Na sala. Toca o telefone.

– Pronto.

– Boa noite. Gostaria de falar com o Sérgio.

– Pois não, sou eu mesmo.

– Então, consegui o número do seu telefone para tratar de um serviço aqui em São Paulo.

– Ah, sim, conheço bastante gente aí de São Paulo.

– Certo. Você mora em Curitiba, não mora?

– Moro.

Bom, pensamos em combinar já para o próximo domingo. Caso você se interesse pagamos os custos de translado, pode ficar tranquilo.

– No domingo? Por acaso seria no horário do Fantástico?

– Não, não. É antes.

– Ah, então tudo bem.

– Além disso, pinta bastante jogo nas quartas-feiras também, qualquer coisa a gente te encaixa em algum se você quiser.

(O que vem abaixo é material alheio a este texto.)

//! Integration tests for the storefront shop flow: registration, catalog
//! browsing, the session cart, and checkout.
//!
//! These tests require:
//! - A running `PostgreSQL` database with migrations applied
//! - The storefront server running (cargo run -p jademart-storefront)
//! - A seeded catalog (jm-cli seed)
//!
//! Run with: cargo test -p jademart-integration-tests -- --ignored

use reqwest::StatusCode;
use serde_json::{Value, json};

use jademart_integration_tests::{gateway_signature, http_client, storefront_base_url, unique_email};

// ============================================================================
// Health
// ============================================================================

#[tokio::test]
#[ignore = "Requires running storefront server"]
async fn test_health_endpoints() {
    let client = http_client();
    let base_url = storefront_base_url();

    let resp = client
        .get(format!("{base_url}/health"))
        .send()
        .await
        .expect("Failed to reach health endpoint");
    assert_eq!(resp.status(), StatusCode::OK);

    let resp = client
        .get(format!("{base_url}/health/ready"))
        .send()
        .await
        .expect("Failed to reach readiness endpoint");
    assert_eq!(resp.status(), StatusCode::OK);
}

// ============================================================================
// Auth
// ============================================================================

#[tokio::test]
#[ignore = "Requires running storefront server"]
async fn test_register_login_me_roundtrip() {
    let client = http_client();
    let base_url = storefront_base_url();
    let email = unique_email("shopper");

    let resp = client
        .post(format!("{base_url}/auth/register"))
        .json(&json!({
            "email": email,
            "name": "Test Shopper",
            "password": "a long enough password",
        }))
        .send()
        .await
        .expect("Failed to register");
    assert_eq!(resp.status(), StatusCode::OK);

    // Registration logs in; /auth/me should know us
    let resp = client
        .get(format!("{base_url}/auth/me"))
        .send()
        .await
        .expect("Failed to fetch profile");
    assert_eq!(resp.status(), StatusCode::OK);
    let body: Value = resp.json().await.expect("Invalid JSON");
    assert_eq!(body["user"]["email"], email.as_str());

    // Duplicate registration is rejected with the JSON error shape
    let resp = client
        .post(format!("{base_url}/auth/register"))
        .json(&json!({
            "email": email,
            "name": "Test Shopper",
            "password": "a long enough password",
        }))
        .send()
        .await
        .expect("Failed to re-register");
    assert_eq!(resp.status(), StatusCode::CONFLICT);
    let body: Value = resp.json().await.expect("Invalid JSON");
    assert!(body["error"].is_string());
}

#[tokio::test]
#[ignore = "Requires running storefront server"]
async fn test_me_requires_session() {
    let client = http_client();
    let resp = client
        .get(format!("{}/auth/me", storefront_base_url()))
        .send()
        .await
        .expect("Failed to reach /auth/me");
    assert_eq!(resp.status(), StatusCode::UNAUTHORIZED);
}

// ============================================================================
// Catalog
// ============================================================================

#[tokio::test]
#[ignore = "Requires running storefront server and seeded catalog"]
async fn test_product_listing_and_detail() {
    let client = http_client();
    let base_url = storefront_base_url();

    let resp = client
        .get(format!("{base_url}/products"))
        .send()
        .await
        .expect("Failed to list products");
    assert_eq!(resp.status(), StatusCode::OK);
    let body: Value = resp.json().await.expect("Invalid JSON");
    let products = body["products"].as_array().expect("products array");
    assert!(!products.is_empty(), "seeded catalog expected");

    let slug = products[0]["slug"].as_str().expect("product slug");
    let resp = client
        .get(format!("{base_url}/products/{slug}"))
        .send()
        .await
        .expect("Failed to fetch product detail");
    assert_eq!(resp.status(), StatusCode::OK);

    // Names carry both languages
    let body: Value = resp.json().await.expect("Invalid JSON");
    assert!(body["product"]["name"]["en"].is_string());
    assert!(body["product"]["name"]["zh-TW"].is_string());
}

#[tokio::test]
#[ignore = "Requires running storefront server"]
async fn test_unknown_product_is_404() {
    let client = http_client();
    let resp = client
        .get(format!(
            "{}/products/definitely-not-a-product",
            storefront_base_url()
        ))
        .send()
        .await
        .expect("Failed to reach product detail");
    assert_eq!(resp.status(), StatusCode::NOT_FOUND);
}

// ============================================================================
// Cart & checkout
// ============================================================================

#[tokio::test]
#[ignore = "Requires running storefront server and seeded catalog"]
async fn test_cart_checkout_flow() {
    let client = http_client();
    let base_url = storefront_base_url();

    // Log in
    let email = unique_email("buyer");
    let resp = client
        .post(format!("{base_url}/auth/register"))
        .json(&json!({
            "email": email,
            "name": "Test Buyer",
            "password": "a long enough password",
        }))
        .send()
        .await
        .expect("Failed to register");
    assert_eq!(resp.status(), StatusCode::OK);

    // Find a product
    let resp = client
        .get(format!("{base_url}/products"))
        .send()
        .await
        .expect("Failed to list products");
    let body: Value = resp.json().await.expect("Invalid JSON");
    let product_id = body["products"][0]["id"].as_i64().expect("product id");

    // Add to cart
    let resp = client
        .post(format!("{base_url}/cart/add"))
        .json(&json!({ "product_id": product_id, "quantity": 2 }))
        .send()
        .await
        .expect("Failed to add to cart");
    assert_eq!(resp.status(), StatusCode::OK);

    let resp = client
        .get(format!("{base_url}/cart"))
        .send()
        .await
        .expect("Failed to fetch cart");
    let body: Value = resp.json().await.expect("Invalid JSON");
    assert_eq!(body["items"].as_array().map(Vec::len), Some(1));

    // Checkout with an offline method; the order starts pending/unpaid
    let resp = client
        .post(format!("{base_url}/checkout"))
        .json(&json!({
            "payment_method": "bank_transfer",
            "recipient": "Test Buyer",
            "phone": "0912345678",
            "address": "1 Demo Street, Taipei",
        }))
        .send()
        .await
        .expect("Failed to checkout");
    assert_eq!(resp.status(), StatusCode::OK);
    let body: Value = resp.json().await.expect("Invalid JSON");
    let reference = body["order"]["reference"].as_str().expect("order reference");
    assert!(reference.starts_with("ORD-"), "reference: {reference}");
    assert_eq!(body["order"]["status"], "pending");
    assert_eq!(body["order"]["payment_status"], "unpaid");

    // The cart is cleared
    let resp = client
        .get(format!("{base_url}/cart"))
        .send()
        .await
        .expect("Failed to fetch cart");
    let body: Value = resp.json().await.expect("Invalid JSON");
    assert_eq!(body["items"].as_array().map(Vec::len), Some(0));

    // The order shows up in the customer's history
    let resp = client
        .get(format!("{base_url}/orders/{reference}"))
        .send()
        .await
        .expect("Failed to fetch order");
    assert_eq!(resp.status(), StatusCode::OK);
}

// ============================================================================
// Payment webhook
// ============================================================================

#[tokio::test]
#[ignore = "Requires running storefront server, seeded catalog, and PAYMENT_GATEWAY_SECRET"]
async fn test_payment_webhook_replay_settles_order_once() {
    let client = http_client();
    let base_url = storefront_base_url();

    // Place an order to settle
    let email = unique_email("payer");
    let resp = client
        .post(format!("{base_url}/auth/register"))
        .json(&json!({
            "email": email,
            "name": "Test Payer",
            "password": "a long enough password",
        }))
        .send()
        .await
        .expect("Failed to register");
    assert_eq!(resp.status(), StatusCode::OK);

    let resp = client
        .get(format!("{base_url}/products"))
        .send()
        .await
        .expect("Failed to list products");
    let body: Value = resp.json().await.expect("Invalid JSON");
    let product_id = body["products"][0]["id"].as_i64().expect("product id");

    let resp = client
        .post(format!("{base_url}/cart/add"))
        .json(&json!({ "product_id": product_id, "quantity": 1 }))
        .send()
        .await
        .expect("Failed to add to cart");
    assert_eq!(resp.status(), StatusCode::OK);

    let resp = client
        .post(format!("{base_url}/checkout"))
        .json(&json!({
            "payment_method": "bank_transfer",
            "recipient": "Test Payer",
            "phone": "0912345678",
            "address": "1 Demo Street, Taipei",
        }))
        .send()
        .await
        .expect("Failed to checkout");
    assert_eq!(resp.status(), StatusCode::OK);
    let body: Value = resp.json().await.expect("Invalid JSON");
    let reference = body["order"]["reference"]
        .as_str()
        .expect("order reference")
        .to_owned();

    // The gateway confirms the payment
    let txn_id = format!("txn-{}", uuid::Uuid::new_v4().simple());
    let payload = json!({
        "event": "payment.succeeded",
        "data": { "order_reference": reference, "transaction_id": txn_id },
    })
    .to_string();
    let signature = gateway_signature(&payload);

    let resp = client
        .post(format!("{base_url}/webhooks/payment"))
        .header("x-gateway-signature", &signature)
        .header("content-type", "application/json")
        .body(payload.clone())
        .send()
        .await
        .expect("Failed to deliver webhook");
    assert_eq!(resp.status(), StatusCode::OK);
    let body: Value = resp.json().await.expect("Invalid JSON");
    assert_eq!(body["received"], true);
    assert!(body.get("duplicate").is_none(), "first delivery flagged as duplicate");

    // A gateway retry with the same transaction ID is acknowledged
    // without writing anything twice
    let resp = client
        .post(format!("{base_url}/webhooks/payment"))
        .header("x-gateway-signature", &signature)
        .header("content-type", "application/json")
        .body(payload)
        .send()
        .await
        .expect("Failed to redeliver webhook");
    assert_eq!(resp.status(), StatusCode::OK);
    let body: Value = resp.json().await.expect("Invalid JSON");
    assert_eq!(body["received"], true);
    assert_eq!(body["duplicate"], true);

    // The order settled exactly once: paid, and moved on to processing
    let resp = client
        .get(format!("{base_url}/orders/{reference}"))
        .send()
        .await
        .expect("Failed to fetch order");
    assert_eq!(resp.status(), StatusCode::OK);
    let body: Value = resp.json().await.expect("Invalid JSON");
    assert_eq!(body["order"]["payment_status"], "paid");
    assert_eq!(body["order"]["status"], "processing");
}

#[tokio::test]
#[ignore = "Requires running storefront server"]
async fn test_checkout_requires_login() {
    let client = http_client();
    let resp = client
        .post(format!("{}/checkout", storefront_base_url()))
        .json(&json!({
            "payment_method": "bank_transfer",
            "recipient": "Nobody",
            "phone": "0900000000",
            "address": "Nowhere",
        }))
        .send()
        .await
        .expect("Failed to reach checkout");
    assert_eq!(resp.status(), StatusCode::UNAUTHORIZED);
}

– Não sei se te ouvi muito bem. Você disse “jogo”? Achei que fosse um encontro de grandes líderes empresários ou uma reunião com magnatas da mídia.

– Sim, no fundo os campeonatos são isso mesmo. Mas acho que é cedo ainda para falarmos desse tipo de “negócio”, não sei se você me entende.

– Meu caro, não estou te entendendo.

 – Mas você não é juiz?

– Naturalmente que sou.

– E apita jogo de futebol há quanto tempo?

– Apita o quê?! Escute aqui, cidadão: eu sou juiz de direito. Juiz de Direito, ok? E me chame de “doutor”, por favor.

– Mil perdões, doutor! Eu não sabia. Devem ter me passado o número errado.

– De fato. É um absurdo. E que isso não se repita!

– Pode deixar, excelência, não vai acontecer novamente. Desculpe qualquer coisa. Boa noite e passar bem.

– Passar bem.

Desliga-se o telefone.

Do quarto, ouve-se a seguinte pergunta:

– Quem era, amor?

– Foi engano, meu bem.

– Ah, então corre que o Jornal Nacional já vai começar.